Let’s define the quantity G(x):=\sup\{p_{n+1}-p_{n}\mid \frac{p_{n}+p_{n+1}}{2}\le x\}, and assume Cramer’s conjecture. Then K_{m}:=\sup\{\frac{G(x)}{\log^2 x}\mid x>2\}<\infty. Let’s denote by U(n) the event n is 1-central, and by H(n) the event (n-1,n+1) is a couple of twin primes. Then from de Bayes’ theorem, one gets P(H(n))=\frac{P(H(n)\cap U(n))}{P(U(n)/H(n))}=P(H(n)\cap U(n)), since if n is the half sum of a couple of twin primes, then necessarily n is 1-central.
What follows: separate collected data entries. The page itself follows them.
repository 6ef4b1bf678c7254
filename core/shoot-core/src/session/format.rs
use std::time::Duration;

/// Renders a duration as `MM:SS`.
///
/// Sub-second parts are truncated, and minutes keep counting past 59 since
/// the timer has no hour field.
pub fn format_mm_ss(duration: Duration) -> String {
    let secs = duration.as_secs();
    format!("{:02}:{:02}", secs / 60, secs % 60)
}
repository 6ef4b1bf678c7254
//! Startup arbitration.
//!
//! Decides, once per launch, whether the host may serve live state backed by
//! the durable store or must degrade to a read-only safe mode.
//!
//! ```text
//!            ┌── bootstrap ready ──► Ready(store, mode, warning?)
//! Loading ───┼── bootstrap failed ─► SafeMode(message)
//!            └── 5 s timeout ──────► SafeMode("startup exceeded timeout")
//!
//! retry(): cancel in-flight run ──► Loading (new generation)
//! ```
//!
//! This is the only async part of the core; everything else is synchronous.

mod arbiter;
mod marker;
mod outcome;

pub use arbiter::{StartupArbiter, GENERIC_FAILURE_MESSAGE, STARTUP_TIMEOUT, TIMEOUT_MESSAGE};
pub use marker::{LaunchMarker, LaunchReport};
pub use outcome::{BootMode, BootOutcome, BootSummary, BootstrapResult, Bootstrapper};
//! Time source abstraction so hosts and tests can inject arbitrary instants.

use chrono::{DateTime, Duration, Utc};
use std::sync::Mutex;

pub trait Clock: Send + Sync {
    fn now(&self) -> DateTime<Utc>;
}

/// Wall clock.
#[derive(Debug, Default, Clone, Copy)]
pub struct SystemClock;

impl Clock for SystemClock {
    fn now(&self) -> DateTime<Utc> {
        Utc::now()
    }
}

/// A clock that only moves when told to.
#[derive(Debug)]
pub struct ManualClock {
    now: Mutex<DateTime<Utc>>,
}

impl ManualClock {
    pub fn new(start: DateTime<Utc>) -> Self {
        Self {
            now: Mutex::new(start),
        }
    }

    /// Starts at the Unix epoch plus `secs`.
    pub fn at_secs(secs: i64) -> Self {
        Self::new(DateTime::from_timestamp(secs, 0).unwrap_or_default())
    }

    pub fn set(&self, instant: DateTime<Utc>) {
        *self.now.lock().unwrap_or_else(|e| e.into_inner()) = instant;
    }

    pub fn advance(&self, by: Duration) {
        let mut now = self.now.lock().unwrap_or_else(|e| e.into_inner());
        *now += by;
    }
}

impl Clock for ManualClock {
    fn now(&self) -> DateTime<Utc> {
        *self.now.lock().unwrap_or_else(|e| e.into_inner())
    }
}

impl<C: Clock + ?Sized> Clock for std::sync::Arc<C> {
    fn now(&self) -> DateTime<Utc> {
        (**self).now()
    }
}

#[cfg(test)]
mod tests {
    use super::*;

    #[test]
    fn manual_clock_moves_only_when_told() {
        let clock = ManualClock::at_secs(100);
        assert_eq!(clock.now().timestamp(), 100);

        clock.advance(Duration::seconds(65));
        assert_eq!(clock.now().timestamp(), 165);

        clock.set(DateTime::from_timestamp(5, 0).expect("instant"));
        assert_eq!(clock.now().timestamp(), 5);
    }
}
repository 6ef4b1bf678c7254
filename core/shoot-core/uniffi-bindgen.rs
fn main() {
    uniffi::uniffi_bindgen_main()
}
But P(H(n)\cap U(n)) is equal to the ratio of the number of quantities 2r_{0}(n) such that n is the half sum of twin primes to the number G(n) as defined above, hence P(H(n))\ge\frac{1}{K_{m}\log^{2} n}. As P(H(n))=\frac{1}{2}\frac{\pi_{2}(n)}{n}, one finally gets \pi_{2}(x)\ge\frac{2x}{K_{m}\log^{2} x}. Hence the assumption of Cramer’s conjecture implies that there are infinitely many twin primes.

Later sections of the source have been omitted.